▶ _PROBLEM DESCRIPTION_: Only a number is expected here: the count of lines in the data that contain "Clear".

Stored entries:
╔══

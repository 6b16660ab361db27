use crate::error::StoreError;
use crate::model::{Ticket, TicketDraft};
use crate::store::kv::KvBackend;
use chrono::Utc;

/// Storage key for the serialized ticket list.
pub const TICKETS_KEY: &str = "tickets";

/// CRUD over the full ticket list, persisted as one value under
/// [`TICKETS_KEY`].
///
/// The whole list is read and rewritten on every mutation; the backend
/// guarantees each write is all-or-nothing. Ids are assigned from a
/// monotonic counter (`max + 1`) so a fresh id is always at least the
/// previous maximum.
pub struct TicketStore<B> {
    backend: B,
}

impl<B: KvBackend> TicketStore<B> {
    pub const fn new(backend: B) -> Self {
        Self { backend }
    }

    /// Load the stored ticket list in insertion order.
    ///
    /// Absent key, unreadable backend, or an unparseable value all degrade
    /// to an empty list. Parse failures are logged, never surfaced.
    pub fn load(&self) -> Vec<Ticket> {
        let raw = match self.backend.get(TICKETS_KEY) {
            Ok(Some(raw)) => raw,
            Ok(None) => return Vec::new(),
            Err(err) => {
                tracing::warn!("ticket store unreadable, treating as empty: {err}");
                return Vec::new();
            }
        };

        match serde_json::from_str(&raw) {
            Ok(tickets) => tickets,
            Err(err) => {
                tracing::warn!("stored ticket list is corrupt, treating as empty: {err}");
                Vec::new()
            }
        }
    }

    /// Overwrite the stored list with `tickets`.
    pub fn save(&self, tickets: &[Ticket]) -> Result<(), StoreError> {
        let raw = serde_json::to_string(tickets)?;
        self.backend.put(TICKETS_KEY, &raw)
    }

    /// Create a ticket from `draft`, append it, persist, and return it.
    pub fn create(&self, draft: TicketDraft) -> Result<Ticket, StoreError> {
        let mut tickets = self.load();
        let id = tickets.iter().map(|t| t.id).max().map_or(1, |max| max + 1);

        let ticket = Ticket {
            id,
            title: draft.title,
            description: draft.description,
            status: draft.status,
            priority: draft.priority,
            created_at: Utc::now().to_rfc3339(),
        };

        tickets.push(ticket.clone());
        self.save(&tickets)?;
        tracing::debug!(id, "created ticket");
        Ok(ticket)
    }

    /// Replace the mutable fields of the ticket with `id`, preserving its
    /// `id` and `created_at`. A missing id is a no-op, not an error.
    pub fn update(&self, id: u64, draft: TicketDraft) -> Result<(), StoreError> {
        let mut tickets = self.load();
        let Some(ticket) = tickets.iter_mut().find(|t| t.id == id) else {
            tracing::debug!(id, "update of absent ticket ignored");
            return Ok(());
        };

        ticket.title = draft.title;
        ticket.description = draft.description;
        ticket.status = draft.status;
        ticket.priority = draft.priority;

        self.save(&tickets)
    }

    /// Remove the first ticket with `id`. A missing id is a no-op.
    pub fn delete(&self, id: u64) -> Result<(), StoreError> {
        let mut tickets = self.load();
        let Some(pos) = tickets.iter().position(|t| t.id == id) else {
            tracing::debug!(id, "delete of absent ticket ignored");
            return Ok(());
        };

        tickets.remove(pos);
        self.save(&tickets)
    }
}
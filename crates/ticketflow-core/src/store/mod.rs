//! Persistence: a two-key key-value store with injectable backends.
//!
//! The stores never talk to ambient global state. Every store owns a
//! [`kv::KvBackend`], so tests run against [`kv::MemoryBackend`] and the
//! binary runs against [`kv::FileBackend`].

pub mod kv;
pub mod session;
pub mod tickets;

pub use kv::{FileBackend, KvBackend, MemoryBackend};
pub use session::{Session, SessionStore, SESSION_KEY};
pub use tickets::{TicketStore, TICKETS_KEY};
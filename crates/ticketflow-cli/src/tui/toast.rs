//! Transient top-right notifications.

use ratatui::{
    Frame,
    layout::Rect,
    style::{Color, Style},
    widgets::{Block, Borders, Clear, Paragraph},
};
use std::time::{Duration, Instant};

#[derive(Debug, Clone, Copy, PartialEq, Eq)]
pub enum ToastKind {
    Success,
    Error,
}

/// A message that auto-dismisses after the configured display time.
#[derive(Debug, Clone)]
pub struct Toast {
    pub message: String,
    pub kind: ToastKind,
    shown_at: Instant,
}

impl Toast {
    pub fn success(message: impl Into<String>) -> Self {
        Self {
            message: message.into(),
            kind: ToastKind::Success,
            shown_at: Instant::now(),
        }
    }

    pub fn error(message: impl Into<String>) -> Self {
        Self {
            message: message.into(),
            kind: ToastKind::Error,
            shown_at: Instant::now(),
        }
    }

    pub fn expired(&self, ttl: Duration) -> bool {
        self.shown_at.elapsed() >= ttl
    }

    /// Render in the top-right corner of `area`.
    pub fn render(&self, frame: &mut Frame, area: Rect) {
        let width = (self.message.chars().count() as u16 + 4)
            .min(area.width.saturating_sub(2))
            .max(10);
        let toast_area = Rect {
            x: area.x + area.width.saturating_sub(width + 1),
            y: area.y + 1,
            width,
            height: 3,
        };

        let color = match self.kind {
            ToastKind::Success => Color::Green,
            ToastKind::Error => Color::Red,
        };

        frame.render_widget(Clear, toast_area);
        let para = Paragraph::new(self.message.as_str()).block(
            Block::default()
                .borders(Borders::ALL)
                .border_style(Style::default().fg(color)),
        );
        frame.render_widget(para, toast_area);
    }
}

#[cfg(test)]
mod tests {
    use super::{Toast, ToastKind};
    use std::time::Duration;

    #[test]
    fn fresh_toast_is_not_expired() {
        let toast = Toast::success("Ticket created successfully!");
        assert_eq!(toast.kind, ToastKind::Success);
        assert!(!toast.expired(Duration::from_secs(3)));
    }

    #[test]
    fn zero_ttl_expires_immediately() {
        let toast = Toast::error("nope");
        assert!(toast.expired(Duration::ZERO));
    }
}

╚══

▶ _WRITTEN REPLY_: 2